The Nuclear Regulatory Commission has signed off on the transfer of the license for the retired Crystal River nuclear power plant in Florida, a key step toward its planned decommissioning within seven years.
The reactor license now passes from property owner Duke Energy to decommissioning contractor ADP CR3 – a subsidiary of Accelerated Decommissioning Partners LLC, which is itself a joint venture of the U.S. branch of French nuclear company Orano and environmental solutions specialist NorthStar Group Services.
The companies are still waiting on approval from the Florida Public Service Commission for Duke’s contract with ADP. The review is “ongoing,” but there is no known schedule for a decision, a Duke spokesperson said Wednesday.
Accelerated Decommissioning Partners was formed in 2017. Its owners are aiming for a slice of the pie in an increasingly popular business model for decommissioning nuclear power plants – buying the property outright from the owner-operator, assuming responsibility for all cleanup and spent fuel management, and ownership of the trust fund that pays for the work.

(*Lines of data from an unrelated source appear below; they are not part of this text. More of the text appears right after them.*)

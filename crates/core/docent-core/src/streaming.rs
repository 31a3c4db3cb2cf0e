//! Channel plumbing for streamed chat exchanges

use crate::framing::{ChatOutcome, StreamEvent};
use crate::{DocentError, Result};
use tokio::sync::mpsc;

/// Stream of parser events
pub type EventStream = mpsc::Receiver<Result<StreamEvent>>;

/// Event stream sender
pub type EventStreamSender = mpsc::Sender<Result<StreamEvent>>;

/// Create a new event stream
pub fn create_event_stream(buffer_size: usize) -> (EventStreamSender, EventStream) {
    mpsc::channel(buffer_size)
}

/// Sending side of a streamed exchange
pub struct EventHandler {
    sender: EventStreamSender,
}

impl EventHandler {
    /// Create a handler around a sender
    pub fn new(sender: EventStreamSender) -> Self {
        Self { sender }
    }

    /// Forward one parser event
    pub async fn send_event(&self, event: StreamEvent) -> Result<()> {
        self.sender
            .send(Ok(event))
            .await
            .map_err(|e| DocentError::other(format!("Failed to send event: {}", e)))
    }

    /// Forward a stream failure
    pub async fn send_error(&self, error: DocentError) -> Result<()> {
        self.sender
            .send(Err(error))
            .await
            .map_err(|e| DocentError::other(format!("Failed to send error: {}", e)))
    }
}

/// Drain a stream into the outcome it described
///
/// Stops at [`StreamEvent::Completed`] or the first error.
pub async fn collect_outcome(mut stream: EventStream) -> Result<ChatOutcome> {
    let mut outcome = ChatOutcome::default();

    while let Some(event) = stream.recv().await {
        match event? {
            StreamEvent::AnswerStarted => {}
            StreamEvent::AnswerDelta(delta) => outcome.answer.push_str(&delta),
            StreamEvent::AnswerComplete(text) => outcome.answer = text,
            StreamEvent::TokenUsage(count) => outcome.token_usage = Some(count),
            StreamEvent::References(references) => outcome.references = references,
            StreamEvent::Completed => break,
        }
    }

    Ok(outcome)
}

#[cfg(test)]
mod tests {
    use super::*;
    use crate::framing::Reference;

    #[tokio::test]
    async fn test_collect_outcome() {
        let (sender, receiver) = create_event_stream(16);
        let handler = EventHandler::new(sender);

        tokio::spawn(async move {
            handler.send_event(StreamEvent::AnswerStarted).await.unwrap();
            handler
                .send_event(StreamEvent::AnswerDelta("partial".to_string()))
                .await
                .unwrap();
            handler
                .send_event(StreamEvent::AnswerComplete("whole answer".to_string()))
                .await
                .unwrap();
            handler
                .send_event(StreamEvent::TokenUsage(8))
                .await
                .unwrap();
            handler
                .send_event(StreamEvent::References(vec![Reference::new(
                    "a.pdf(p.1)",
                    "a",
                )]))
                .await
                .unwrap();
            handler.send_event(StreamEvent::Completed).await.unwrap();
        });

        let outcome = collect_outcome(receiver).await.unwrap();
        assert_eq!(outcome.answer, "whole answer");
        assert_eq!(outcome.token_usage, Some(8));
        assert_eq!(outcome.references.len(), 1);
    }

    #[tokio::test]
    async fn test_collect_outcome_surfaces_errors() {
        let (sender, receiver) = create_event_stream(4);
        let handler = EventHandler::new(sender);

        tokio::spawn(async move {
            handler
                .send_event(StreamEvent::AnswerDelta("part".to_string()))
                .await
                .unwrap();
            handler
                .send_error(DocentError::stream("connection reset"))
                .await
                .unwrap();
        });

        assert!(collect_outcome(receiver).await.is_err());
    }
}
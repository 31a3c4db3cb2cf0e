//! Chat room list with optimistic mutation support

use crate::types::ChatRoom;

/// A removed room together with the position it occupied
#[derive(Debug, Clone, PartialEq)]
pub struct RoomSnapshot {
    /// Index the room occupied before removal
    pub index: usize,
    /// The removed room
    pub room: ChatRoom,
}

/// Ordered room list backing the room picker
///
/// Deletions are optimistic: the room disappears before the API call, and
/// the snapshot puts it back at its original position when the call fails.
#[derive(Debug, Default)]
pub struct RoomStore {
    rooms: Vec<ChatRoom>,
}

impl RoomStore {
    /// An empty store
    pub fn new() -> Self {
        Self::default()
    }

    /// Replace the whole list with the server's ordering
    pub fn replace_all(&mut self, rooms: Vec<ChatRoom>) {
        self.rooms = rooms;
    }

    /// Append a newly created room
    pub fn push(&mut self, room: ChatRoom) {
        self.rooms.push(room);
    }

    /// Replace a room in place (after the server confirmed an update)
    pub fn upsert(&mut self, room: ChatRoom) {
        match self.rooms.iter_mut().find(|r| r.id == room.id) {
            Some(existing) => *existing = room,
            None => self.rooms.push(room),
        }
    }

    /// Rename a room locally; false when the ID is unknown
    pub fn rename(&mut self, id: &str, name: &str) -> bool {
        match self.rooms.iter_mut().find(|r| r.id == id) {
            Some(room) => {
                room.name = name.to_string();
                true
            }
            None => false,
        }
    }

    /// Look up a room by ID
    pub fn get(&self, id: &str) -> Option<&ChatRoom> {
        self.rooms.iter().find(|r| r.id == id)
    }

    /// Remove a room, keeping its position for a possible rollback
    pub fn remove(&mut self, id: &str) -> Option<RoomSnapshot> {
        let index = self.rooms.iter().position(|r| r.id == id)?;
        let room = self.rooms.remove(index);
        Some(RoomSnapshot { index, room })
    }

    /// Put a removed room back where it was
    ///
    /// The index is clamped so a rollback stays valid even after other
    /// rooms were removed in the meantime.
    pub fn restore(&mut self, snapshot: RoomSnapshot) {
        let index = snapshot.index.min(self.rooms.len());
        self.rooms.insert(index, snapshot.room);
    }

    /// Snapshot the whole list before a bulk operation
    pub fn snapshot_all(&self) -> Vec<ChatRoom> {
        self.rooms.clone()
    }

    /// Restore a whole-list snapshot after a failed bulk operation
    pub fn restore_all(&mut self, snapshot: Vec<ChatRoom>) {
        self.rooms = snapshot;
    }

    /// Rooms whose name contains the query, case-insensitively
    pub fn filter(&self, query: &str) -> Vec<&ChatRoom> {
        let query = query.to_lowercase();
        self.rooms
            .iter()
            .filter(|r| r.name.to_lowercase().contains(&query))
            .collect()
    }

    /// Rooms in display order, newest first
    pub fn iter_display(&self) -> impl Iterator<Item = &ChatRoom> {
        self.rooms.iter().rev()
    }

    /// All rooms in server order
    pub fn rooms(&self) -> &[ChatRoom] {
        &self.rooms
    }

    /// Number of rooms
    pub fn len(&self) -> usize {
        self.rooms.len()
    }

    /// True when no rooms are loaded
    pub fn is_empty(&self) -> bool {
        self.rooms.is_empty()
    }
}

The Crystal River job, in Citrus County, is ADP’s first contract, but it does not follow the planned business model. Instead, it is being paid $540 million under contract while Duke Energy retains ownership of the facility and property, as well as the decommissioning trust that held more than $700 million as of 2019. The acquisition model did not work in this case as Crystal River stands on a 5,100-acre energy production complex owned by Duke, which also wanted to keep the decommissioning trust.
Decommissioning is scheduled to begin this year and to be completed by 2027, after which radioactivity levels must be reduced to the point at which the NRC license can be terminated and the property opened for other use.
NorthStar will also take down two Duke coal-fueled power units at Crystal River.